154 reviews3 followers
February 21, 2016
I should have written a review for this book before reading Pip Beck's book "Keeping Watch" on basically the same topic, of serving in the WAAF during WWII. Before I read that book, I thought this short book of 158 pages a real fun and interesting book. I still do, but if one wants a more detailed book on what life really was like in the WAAF, I would recommend Pip Beck's book and not this one.

Muriel Gane joined the WAAF's because their uniform in blue matched her blonde hair and blue eyes so well, in her opinion. And to look well was very important to her. You notice that when she plans for her wedding and without any hesitation spends a fortune at Harrods and such places, to get wonderful underwear and all sorts of other gorgeous outfits.

That is the problem with this book, that it made me wonder if she just looked upon the war as a fantastic way of having an adventure. There does not seem to be any qualms about people starving in London and being bombed out. No qualms about her mother getting things on the black market.
Does a book about a beautiful and very privileged girl in the WAAF really give a truthful view of what life was like during those years? As a historian I am not so sure. She broke many rules by dating officers that ought to have stayed clear of her. She never had any money problems. Nor problems with attaining items that everyone else had difficulty getting hold of because of the rations. And in Pip Beck's book we are told that WAAFs were terribly looked down on since the opinion was that these girls were there to find a husband.

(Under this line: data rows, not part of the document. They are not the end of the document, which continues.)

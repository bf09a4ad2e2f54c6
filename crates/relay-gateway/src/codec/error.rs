//! Decoder error types

use thiserror::Error;

/// Errors raised while decoding inbound frames
///
/// Every variant is fatal for the physical connection: the zlib context
/// cannot be resynchronised once a frame is lost or corrupted.
#[derive(Debug, Error)]
pub enum DecodeError {
    /// The compressed stream is corrupt or out of order
    #[error("Inflate failed: {0}")]
    Inflate(#[from] flate2::DecompressError),

    /// The inflater made no progress on pending input
    #[error("Inflate stalled with {pending} bytes pending")]
    Stalled { pending: usize },

    /// The peer closed the compressed stream
    #[error("Compressed stream ended")]
    StreamEnded,

    /// The inflated bytes are not UTF-8
    #[error("Payload is not UTF-8: {0}")]
    Utf8(#[from] std::string::FromUtf8Error),

    /// The text is not a gateway envelope
    #[error("Malformed envelope: {0}")]
    Json(#[from] serde_json::Error),
}
//! Error types for repository queries.

use thiserror::Error;

use crate::process::ExecuteError;

/// Errors that may occur while querying the local repository.
///
/// Absence ("no such commit", "no such remote") is not an error; the
/// queries report it as `None`.
#[derive(Debug, Clone, Error, PartialEq, Eq)]
pub enum RepositoryError {
    /// Git failed for a reason other than a missing object.
    #[error(transparent)]
    Execute(#[from] ExecuteError),

    /// The remote's fetch URL could not be parsed.
    #[error("remote '{remote}' has an unusable fetch URL {url}: {reason}")]
    InvalidFetchUrl {
        /// Name of the remote.
        remote: String,
        /// The URL as reported by git.
        url: String,
        /// Why the URL was rejected.
        reason: String,
    },
}
//! GitLab URL grammar.
//!
//! GitLab pages live below a `/-/` separator and commit pages need a full
//! hash. Merge commits carry `See merge request group/project!<n>` in
//! their message body.

use std::sync::LazyLock;

use regex::Regex;
use url::Url;

use super::base::RepositoryBase;
use super::types::{LineRange, PullRequestNumber};

#[expect(
    clippy::expect_used,
    reason = "Regex literal is compile-time constant and cannot fail"
)]
static MERGE_REQUEST: LazyLock<Regex> = LazyLock::new(|| {
    Regex::new(r"See merge request (?:.*)!(\d+)").expect("MERGE_REQUEST is a valid regex literal")
});

pub(super) fn commit_url(base: &RepositoryBase, sha: &str) -> Url {
    base.join(&["-", "commit", sha])
}

pub(super) fn tree_url(base: &RepositoryBase, commitish: &str, path: &str) -> Url {
    base.join(&["-", "tree", commitish, path])
}

pub(super) fn blob_url(
    base: &RepositoryBase,
    commitish: &str,
    path: &str,
    range: Option<LineRange>,
) -> Url {
    let mut url = base.join(&["-", "blob", commitish, path]);
    if let Some(selection) = range {
        url.set_query(Some("plain=1"));
        url.set_fragment(Some(&match selection {
            LineRange::Line(line) => format!("L{line}"),
            LineRange::Span { start, end } => format!("L{start}-{end}"),
        }));
    }
    url
}

pub(super) fn pull_request_url(base: &RepositoryBase, number: PullRequestNumber) -> Url {
    base.join(&["-", "merge_requests", &number.to_string()])
}

pub(super) fn extract_pull_request_id(message: &str) -> Option<PullRequestNumber> {
    MERGE_REQUEST
        .captures(message)
        .and_then(|caps| caps.get(1))
        .and_then(|digits| digits.as_str().parse().ok())
        .map(PullRequestNumber::new)
}
//! Remote URL normalisation and containing-remote selection.

use std::fmt;
use std::sync::LazyLock;

use regex::Regex;
use url::Url;

/// Name of the remote preferred when several remotes qualify.
pub const DEFAULT_REMOTE_NAME: &str = "origin";

/// SCP-like remote syntax: `user@host:path`, optionally ending in `.git`.
#[expect(
    clippy::expect_used,
    reason = "Regex literal is compile-time constant and cannot fail"
)]
static SCP_LIKE: LazyLock<Regex> = LazyLock::new(|| {
    Regex::new(r"^([^@/:]+)@([^:/]+):(.*?)(?:\.git)?$").expect("SCP_LIKE is a valid regex literal")
});

/// Absolute URL a remote fetches from, with SCP-like forms rewritten to
/// `ssh://user@host/path`.
#[derive(Debug, Clone, PartialEq, Eq)]
pub struct FetchUrl {
    url: Url,
    host: String,
}

impl FetchUrl {
    /// Parses the URL reported by `git remote get-url`.
    ///
    /// `git@github.com:owner/repo.git` becomes
    /// `ssh://git@github.com/owner/repo`; anything else must already be an
    /// absolute URL with a host.
    ///
    /// # Errors
    ///
    /// Returns a description of the problem when the URL cannot be parsed or
    /// has no host.
    pub fn parse(raw: &str) -> Result<Self, String> {
        let trimmed = raw.trim();
        let normalised = SCP_LIKE.captures(trimmed).map_or_else(
            || trimmed.to_owned(),
            |caps| {
                let user = caps.get(1).map_or("", |m| m.as_str());
                let host = caps.get(2).map_or("", |m| m.as_str());
                let path = caps.get(3).map_or("", |m| m.as_str());
                format!("ssh://{user}@{host}/{path}")
            },
        );

        let url = Url::parse(&normalised).map_err(|error| error.to_string())?;
        let host = match url.host_str() {
            Some(host) if !host.is_empty() => host.to_ascii_lowercase(),
            _ => return Err("URL has no host".to_owned()),
        };
        Ok(Self { url, host })
    }

    /// Returns the lowercased hostname.
    #[must_use]
    pub fn host(&self) -> &str {
        &self.host
    }

    /// Returns the non-empty path segments of the URL.
    pub fn path_segments(&self) -> impl Iterator<Item = &str> {
        self.url
            .path_segments()
            .into_iter()
            .flatten()
            .filter(|segment| !segment.is_empty())
    }

    /// Borrows the underlying URL.
    #[must_use]
    pub const fn as_url(&self) -> &Url {
        &self.url
    }
}

impl fmt::Display for FetchUrl {
    fn fmt(&self, f: &mut fmt::Formatter<'_>) -> fmt::Result {
        write!(f, "{}", self.url)
    }
}

/// Picks the remote whose branches contain a commit.
///
/// Each branch (`<remote>/<branch>`) belongs to the remote with the longest
/// name that prefixes it followed by `/`, so a remote called `fork/mine`
/// wins over `fork` for `fork/mine/feature`. Among the remotes that own at
/// least one branch, `origin` is preferred; otherwise the first remote in
/// `remotes` order is returned.
#[must_use]
pub fn select_containing_remote<'r>(remotes: &'r [String], branches: &[&str]) -> Option<&'r str> {
    let owners: Vec<&str> = branches
        .iter()
        .filter_map(|branch| owning_remote(remotes, branch))
        .collect();

    if owners.contains(&DEFAULT_REMOTE_NAME) {
        return remotes
            .iter()
            .map(String::as_str)
            .find(|remote| *remote == DEFAULT_REMOTE_NAME);
    }

    remotes
        .iter()
        .map(String::as_str)
        .find(|remote| owners.contains(remote))
}

fn owning_remote<'r>(remotes: &'r [String], branch: &str) -> Option<&'r str> {
    remotes
        .iter()
        .map(String::as_str)
        .filter(|remote| {
            branch
                .strip_prefix(remote)
                .is_some_and(|rest| rest.starts_with('/'))
        })
        .max_by_key(|remote| remote.len())
}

It was fun to read about all of Muriel's young men and romances but at the same time, I can understand why the WAAFs got a bad reputation in this respect. She did marry in 1943 and got pregnant on her wedding night. Had I been in charge anywhere in the WAAF I would have been livid with her. There was protection in those days. And since she joined the force in 1939, they had wasted so much training on her. She was constantly on courses, being trained for greater things, getting a commission, only to throw it all away and the WAAF having to start all over with someone else mid-war. You can't help falling in love, and if you no longer want to serve with your collegues fighting against a German mad man, but choose motherhood instead, I guess that is your choice. But finishing this book, I was disappointed because I felt let down, the WAAF must have felt let down, and perhaps she ought not have talked so proudly of it all.

After a while I got the feel that she really was in the force to find romance, excitement and husband. She writes that she did not keep up contact with any of the girls she got to know during these war years. It just proves the point, that she never got really truly involved in her work. If one fights side by side, bonds are created that can never be broken. So a fun read, with some fun anecdotes, romance, parties, dances, care-free youths, but it lacks THE WAR somehow.